TheSpot will become the "backbone" of davidjones.com.au, said Justin Punch, TheSpot's co-CEO. Its retail suite, HealthSpot, BeautySpot and ToySpot, closed down on Thursday.
David Jones will acquire selected assets from the TheSpot including its call centre, its Sydney office and warehouse, all its IT infrastructure, and 10 out of 30 staffers to fulfil customer service, production, distribution and web-design roles.
The remaining staff have received "complete redundancy packages", while some were being placed in other jobs, the company said yesterday.

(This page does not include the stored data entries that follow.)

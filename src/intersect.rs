//! Pairwise intersection and parallelism tests for planes, lines, rays, segments.

use crate::common::{Rat, Zero};
use crate::error::VdError;
use crate::geometry::{Carrier, Line3D, Plane, Point3D, Ray3D, Segment3D};

/// Solves `a*x + b*y = c`, `d*x + e*y = f` via Cramer's rule. `None` if singular.
fn solve2x2(a: &Rat, b: &Rat, c: &Rat, d: &Rat, e: &Rat, f: &Rat) -> Option<(Rat, Rat)> {
    let det = a * e - b * d;
    if det.is_zero() {
        return None;
    }
    let x = (c * e - b * f) / &det;
    let y = (a * f - c * d) / &det;
    Some((x, y))
}

/// Intersects two planes, returning the infinite line they share, or `Ok(None)`
/// if they are parallel (including coincident).
pub fn intersect_plane_plane(p: &Plane, q: &Plane) -> Result<Option<Line3D>, VdError> {
    let n1 = p.normal();
    let n2 = q.normal();
    let dir = Point3D::new(
        &n1.y * &n2.z - &n1.z * &n2.y,
        &n1.z * &n2.x - &n1.x * &n2.z,
        &n1.x * &n2.y - &n1.y * &n2.x,
    );
    if dir.x.is_zero() && dir.y.is_zero() && dir.z.is_zero() {
        return Ok(None);
    }
    // Find a point on both planes by zeroing out whichever coordinate the
    // direction vector has a non-zero component in (that axis is free;
    // solve the other two from the plane equations).
    let anchor = if !dir.z.is_zero() {
        let (x, y) = solve2x2(&p.a, &p.b, &-&p.d, &q.a, &q.b, &-&q.d)
            .ok_or_else(|| VdError::DegenerateGeometry("planes parallel".into()))?;
        Point3D::new(x, y, Rat::zero())
    } else if !dir.y.is_zero() {
        let (x, z) = solve2x2(&p.a, &p.c, &-&p.d, &q.a, &q.c, &-&q.d)
            .ok_or_else(|| VdError::DegenerateGeometry("planes parallel".into()))?;
        Point3D::new(x, Rat::zero(), z)
    } else {
        let (y, z) = solve2x2(&p.b, &p.c, &-&p.d, &q.b, &q.c, &-&q.d)
            .ok_or_else(|| VdError::DegenerateGeometry("planes parallel".into()))?;
        Point3D::new(Rat::zero(), y, z)
    };
    let second = &anchor + &dir;
    Ok(Some(Line3D::new(anchor, second)))
}

/// Intersects a line with a plane, returning the point they share, or
/// `Ok(None)` if the line is parallel to the plane.
pub fn intersect_line_plane(line: &Line3D, plane: &Plane) -> Result<Option<Point3D>, VdError> {
    let dir = line.direction();
    let denom = &plane.a * &dir.x + &plane.b * &dir.y + &plane.c * &dir.z;
    if denom.is_zero() {
        return Ok(None);
    }
    let t = -(plane.eval(&line.p1)) / denom;
    Ok(Some(&line.p1 + &dir.scale(&t)))
}

/// Intersects two coplanar lines (solved in x/y, cross-checked against z).
pub fn intersect_line_line(a: &Line3D, b: &Line3D) -> Result<Option<Point3D>, VdError> {
    let da = a.direction();
    let db = b.direction();
    // a.p1 + t*da == b.p1 + s*db, solved for (t, -s) from the x,y rows.
    let rhs_x = &b.p1.x - &a.p1.x;
    let rhs_y = &b.p1.y - &a.p1.y;
    let (t, _s) = match solve2x2(&da.x, &(-&db.x), &rhs_x, &da.y, &(-&db.y), &rhs_y) {
        Some(ts) => ts,
        None => return Ok(None),
    };
    let candidate = &a.p1 + &da.scale(&t);
    let rhs_z = &b.p1.z - &a.p1.z;
    // Validate against z using whichever line actually has a z-extent.
    if !db.z.is_zero() {
        let s = (&candidate.z - &b.p1.z) / &db.z;
        let check = &b.p1 + &db.scale(&s);
        if check.z != candidate.z {
            return Ok(None);
        }
    } else if !rhs_z.is_zero() && !da.z.is_zero() {
        return Ok(None);
    }
    Ok(Some(candidate))
}

/// Direction-ratio based parallelism test: two free vectors are "parallel"
/// here if each non-zero component pairs with a matching-sign non-zero
/// component of the other at the same consistent ratio, and any component
/// that is zero in one is zero in the other.
pub fn parallel_directions(d1: &Point3D, d2: &Point3D) -> bool {
    let comps = [(&d1.x, &d2.x), (&d1.y, &d2.y), (&d1.z, &d2.z)];
    let mut ratio: Option<Rat> = None;
    for (c1, c2) in comps {
        match (c1.is_zero(), c2.is_zero()) {
            (true, true) => continue,
            (true, false) | (false, true) => return false,
            (false, false) => {
                let r = c1 / c2;
                match &ratio {
                    None => ratio = Some(r),
                    Some(existing) => {
                        if *existing != r {
                            return false;
                        }
                    }
                }
            }
        }
    }
    true
}

/// True iff the two carriers' directions are parallel.
pub fn parallel(a: &Carrier, b: &Carrier) -> bool {
    parallel_directions(&a.direction(), &b.direction())
}

fn in_x_range(carrier: &Carrier, x: &Rat) -> bool {
    let (lo, hi) = carrier.x_extent();
    if let Some(lo) = lo {
        if *x < lo {
            return false;
        }
    }
    if let Some(hi) = hi {
        if *x > hi {
            return false;
        }
    }
    true
}

fn carrier_as_line(c: &Carrier) -> Line3D {
    match c {
        Carrier::Segment(s) => Line3D::new(s.p1.clone(), s.p2.clone()),
        Carrier::Ray(r) => Line3D::new(r.p1.clone(), r.second_point()),
    }
}

/// Intersects two carriers (segments/rays), clipping the infinite-line
/// intersection point to both arguments' domains. `Ok(None)` if parallel or
/// if the intersection point falls outside either domain.
pub fn intersect_carriers(a: &Carrier, b: &Carrier) -> Result<Option<Point3D>, VdError> {
    if parallel(a, b) {
        return Ok(None);
    }
    let la = carrier_as_line(a);
    let lb = carrier_as_line(b);
    let point = match intersect_line_line(&la, &lb)? {
        Some(p) => p,
        None => return Ok(None),
    };
    if in_x_range(a, &point.x) && in_x_range(b, &point.x) {
        Ok(Some(point))
    } else {
        Ok(None)
    }
}

pub fn intersect_segment_segment(a: &Segment3D, b: &Segment3D) -> Result<Option<Point3D>, VdError> {
    intersect_carriers(&Carrier::Segment(a.clone()), &Carrier::Segment(b.clone()))
}

pub fn intersect_ray_segment(a: &Ray3D, b: &Segment3D) -> Result<Option<Point3D>, VdError> {
    intersect_carriers(&Carrier::Ray(a.clone()), &Carrier::Segment(b.clone()))
}

pub fn intersect_ray_ray(a: &Ray3D, b: &Ray3D) -> Result<Option<Point3D>, VdError> {
    intersect_carriers(&Carrier::Ray(a.clone()), &Carrier::Ray(b.clone()))
}

#[cfg(test)]
mod tests {
    use super::*;
    use crate::common::rat;

    fn p(x: i64, y: i64, z: i64) -> Point3D {
        Point3D::new(rat(x), rat(y), rat(z))
    }

    #[test]
    fn plane_plane_crossing() {
        // z = 0, and y = z: the two planes meet along the x-axis.
        let z0 = Plane::from_points(&p(0, 0, 0), &p(1, 0, 0), &p(0, 1, 0)).unwrap();
        let yz = Plane::from_points(&p(0, 0, 0), &p(0, 1, 1), &p(1, 0, 0)).unwrap();
        let line = intersect_plane_plane(&z0, &yz).unwrap().unwrap();
        let dir = line.direction();
        assert!(dir.y.is_zero() && dir.z.is_zero() && !dir.x.is_zero());
        assert!(z0.eval(&line.p1).is_zero() && yz.eval(&line.p1).is_zero());
    }

    #[test]
    fn plane_plane_parallel() {
        let z0 = Plane::from_points(&p(0, 0, 0), &p(1, 0, 0), &p(0, 1, 0)).unwrap();
        let z1 = Plane::from_points(&p(0, 0, 1), &p(1, 0, 1), &p(0, 1, 1)).unwrap();
        assert!(intersect_plane_plane(&z0, &z1).unwrap().is_none());
    }

    #[test]
    fn segments_cross_at_origin() {
        let a = Segment3D::new(p(-5, 0, 0), p(5, 0, 0));
        let b = Segment3D::new(p(0, -5, 0), p(0, 5, 0));
        let i = intersect_segment_segment(&a, &b).unwrap().unwrap();
        assert_eq!(i, p(0, 0, 0));
    }
}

TheSpot will relinquish a strategic relationship with IT partner Cortex eBusiness, handing it to David Jones to develop its e-commerce arm. David Jones will also partner with XT3 to develop business management systems for its website re-vamp, the retailer said.

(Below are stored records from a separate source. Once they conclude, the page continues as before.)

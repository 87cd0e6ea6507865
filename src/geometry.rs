//! Exact-arithmetic geometric primitives: points, planes, lines, rays, segments.
//!
//! Every coordinate is a [`Rat`] (`num_rational::BigRational`); nothing here ever
//! rounds. Predicates built on top of this module (see [`crate::predicates`])
//! depend on that exactness to make strict sign decisions.

use std::ops::{Add, Neg, Sub};

use crate::common::{rat, Rat, Signed, Zero};
use crate::error::VdError;

/// One of the three coordinate axes, used to parameterize height, projection,
/// and breaking operations that are otherwise axis-polymorphic.
#[derive(Debug, Clone, Copy, PartialEq, Eq, Hash)]
pub enum Axis {
    X,
    Y,
    Z,
}

/// An exact point in 3-space.
#[derive(Debug, Clone, PartialEq, Eq)]
pub struct Point3D {
    pub x: Rat,
    pub y: Rat,
    pub z: Rat,
}

impl Point3D {
    pub fn new(x: Rat, y: Rat, z: Rat) -> Self {
        Point3D { x, y, z }
    }

    pub fn origin() -> Self {
        Point3D::new(rat(0), rat(0), rat(0))
    }

    pub fn coord(&self, axis: Axis) -> &Rat {
        match axis {
            Axis::X => &self.x,
            Axis::Y => &self.y,
            Axis::Z => &self.z,
        }
    }
}

impl<'a, 'b> Add<&'b Point3D> for &'a Point3D {
    type Output = Point3D;
    fn add(self, rhs: &'b Point3D) -> Point3D {
        Point3D::new(&self.x + &rhs.x, &self.y + &rhs.y, &self.z + &rhs.z)
    }
}

impl<'a, 'b> Sub<&'b Point3D> for &'a Point3D {
    type Output = Point3D;
    fn sub(self, rhs: &'b Point3D) -> Point3D {
        Point3D::new(&self.x - &rhs.x, &self.y - &rhs.y, &self.z - &rhs.z)
    }
}

impl<'a> Neg for &'a Point3D {
    type Output = Point3D;
    fn neg(self) -> Point3D {
        Point3D::new(-&self.x, -&self.y, -&self.z)
    }
}

impl Point3D {
    /// Scales this point (treated as a free vector) by a rational factor.
    pub fn scale(&self, k: &Rat) -> Point3D {
        Point3D::new(&self.x * k, &self.y * k, &self.z * k)
    }
}

/// An infinite plane `Ax + By + Cz + D = 0`.
#[derive(Debug, Clone, PartialEq, Eq)]
pub struct Plane {
    pub a: Rat,
    pub b: Rat,
    pub c: Rat,
    pub d: Rat,
}

impl Plane {
    pub fn new(a: Rat, b: Rat, c: Rat, d: Rat) -> Self {
        Plane { a, b, c, d }
    }

    /// Builds the plane through three non-collinear points.
    pub fn from_points(p1: &Point3D, p2: &Point3D, p3: &Point3D) -> Result<Self, VdError> {
        let v1 = p2 - p1;
        let v2 = p3 - p1;
        let a = &v1.y * &v2.z - &v1.z * &v2.y;
        let b = &v1.z * &v2.x - &v1.x * &v2.z;
        let c = &v1.x * &v2.y - &v1.y * &v2.x;
        if a.is_zero() && b.is_zero() && c.is_zero() {
            return Err(VdError::DegenerateGeometry(
                "three collinear points cannot define a plane".into(),
            ));
        }
        let d = -(&a * &p1.x + &b * &p1.y + &c * &p1.z);
        Ok(Plane { a, b, c, d })
    }

    /// Evaluates `Ax + By + Cz + D` at a point. Zero iff the point is on the plane.
    pub fn eval(&self, p: &Point3D) -> Rat {
        &self.a * &p.x + &self.b * &p.y + &self.c * &p.z + &self.d
    }

    pub fn coefficient(&self, axis: Axis) -> &Rat {
        match axis {
            Axis::X => &self.a,
            Axis::Y => &self.b,
            Axis::Z => &self.c,
        }
    }

    pub fn normal(&self) -> Point3D {
        Point3D::new(self.a.clone(), self.b.clone(), self.c.clone())
    }
}

/// An infinite line through two distinct points.
#[derive(Debug, Clone, PartialEq, Eq)]
pub struct Line3D {
    pub p1: Point3D,
    pub p2: Point3D,
}

impl Line3D {
    pub fn new(p1: Point3D, p2: Point3D) -> Self {
        Line3D { p1, p2 }
    }

    pub fn direction(&self) -> Point3D {
        &self.p2 - &self.p1
    }
}

/// A half-line anchored at `p1`, extending indefinitely along `direction`.
#[derive(Debug, Clone, PartialEq, Eq)]
pub struct Ray3D {
    pub p1: Point3D,
    pub direction: Point3D,
}

impl Ray3D {
    pub fn new(p1: Point3D, direction: Point3D) -> Self {
        Ray3D { p1, direction }
    }

    /// The point the ray would reach after advancing one unit of `direction`.
    pub fn second_point(&self) -> Point3D {
        &self.p1 + &self.direction
    }
}

/// A bounded segment between two distinct points.
#[derive(Debug, Clone, PartialEq, Eq)]
pub struct Segment3D {
    pub p1: Point3D,
    pub p2: Point3D,
}

impl Segment3D {
    pub fn new(p1: Point3D, p2: Point3D) -> Self {
        Segment3D { p1, p2 }
    }

    pub fn mid_point(&self) -> Point3D {
        let half = Rat::new(num_bigint::BigInt::from(1), num_bigint::BigInt::from(2));
        (&self.p1 + &self.p2).scale(&half)
    }

    pub fn x_range(&self) -> (Rat, Rat) {
        if self.p1.x <= self.p2.x {
            (self.p1.x.clone(), self.p2.x.clone())
        } else {
            (self.p2.x.clone(), self.p1.x.clone())
        }
    }
}

/// A segment or a ray: the element type `vd2d` and the 3D driver's per-plane
/// edge lists operate on. Lines only appear transiently, before being broken
/// into a chain of these.
#[derive(Debug, Clone, PartialEq, Eq)]
pub enum Carrier {
    Segment(Segment3D),
    Ray(Ray3D),
}

impl Carrier {
    pub fn endpoints(&self) -> Vec<Point3D> {
        match self {
            Carrier::Segment(s) => vec![s.p1.clone(), s.p2.clone()],
            Carrier::Ray(r) => vec![r.p1.clone()],
        }
    }

    pub fn mid_point(&self) -> Point3D {
        match self {
            Carrier::Segment(s) => s.mid_point(),
            Carrier::Ray(r) => r.second_point(),
        }
    }

    pub fn direction(&self) -> Point3D {
        match self {
            Carrier::Segment(s) => &s.p2 - &s.p1,
            Carrier::Ray(r) => r.direction.clone(),
        }
    }

    pub fn anchor(&self) -> &Point3D {
        match self {
            Carrier::Segment(s) => &s.p1,
            Carrier::Ray(r) => &r.p1,
        }
    }

    /// `x_floor`/`x_ceil` of this carrier's extent, `None` meaning unbounded
    /// on that side (only possible for a [`Carrier::Ray`]).
    pub fn x_extent(&self) -> (Option<Rat>, Option<Rat>) {
        match self {
            Carrier::Segment(s) => {
                let (lo, hi) = s.x_range();
                (Some(lo), Some(hi))
            }
            Carrier::Ray(r) => {
                if r.direction.x.is_positive() {
                    (Some(r.p1.x.clone()), None)
                } else if r.direction.x.is_negative() {
                    (None, Some(r.p1.x.clone()))
                } else {
                    (Some(r.p1.x.clone()), Some(r.p1.x.clone()))
                }
            }
        }
    }
}

impl From<Segment3D> for Carrier {
    fn from(s: Segment3D) -> Self {
        Carrier::Segment(s)
    }
}

impl From<Ray3D> for Carrier {
    fn from(r: Ray3D) -> Self {
        Carrier::Ray(r)
    }
}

Davidjones.com.au will begin accepting customer orders after the Olympics, for "non-quantity, replenishment and in-store products", according to Jenni Deslandes, David Jones' general manager of e-commerce.
Deslandes added that the retailer would be cautious to sell "high-end" fashion online due to the fulfilment risk associated with imports and seasonal merchandise.
David Jones' CEO, Peter Wilkinson, insisted that the acquisition would not become an "add-on" to the department store giant's e-commerce operation, but would provide a "strategic fit with David Jones' e-commerce development".
David Jones was keen to model its online store on TheSpot's merchandise sites, citing the company's sites' "excellent" functionalities like shopping basket and payment process features, Deslandes said.
David Jones had been negotiating the deal for a month, according to Deslandes. The takeover was brokered so "rapidly" due to TheSpot's "high burnout rate" since forming in early 1999, she said.
TheSpot's $11 million startup capital had been all but spent earlier this month, Punch conceded. He said it would "not be unreasonable" to suggest it had a zero bank balance. "It takes a lot of money to build a business like this," he said.
Various reports speculated that TheSpot had over-spent on marketing and IT operations. However, Punch could not pinpoint where the business plan had failed, only admitting that TheSpot had struggled for the past 12 weeks to secure investor backing. All e-tailers competed in a "hyper-competitive market" for investor capital, he believed.
However, his outlook on the buy-out was optimistic. "We've built the best e-commerce infrastructure in Australia, so this is the centrepiece of what could be the best online retail business," Punch said. "It's all going to be about clicks and bricks."
TheSpot's former primary stakeholder, f2 Investments, withdrew its $4 million stake in the e-tailer on Thursday, seemingly amicably. F2 Investments will account for the failed venture as an "abnormal item" in the current financial year, said Nigel Dews, f2 Investments' CEO.
Dews seemed to welcome the takeover with relief. "This transaction clears the decks, enabling us to build on the good working relationship established by the two companies," he said.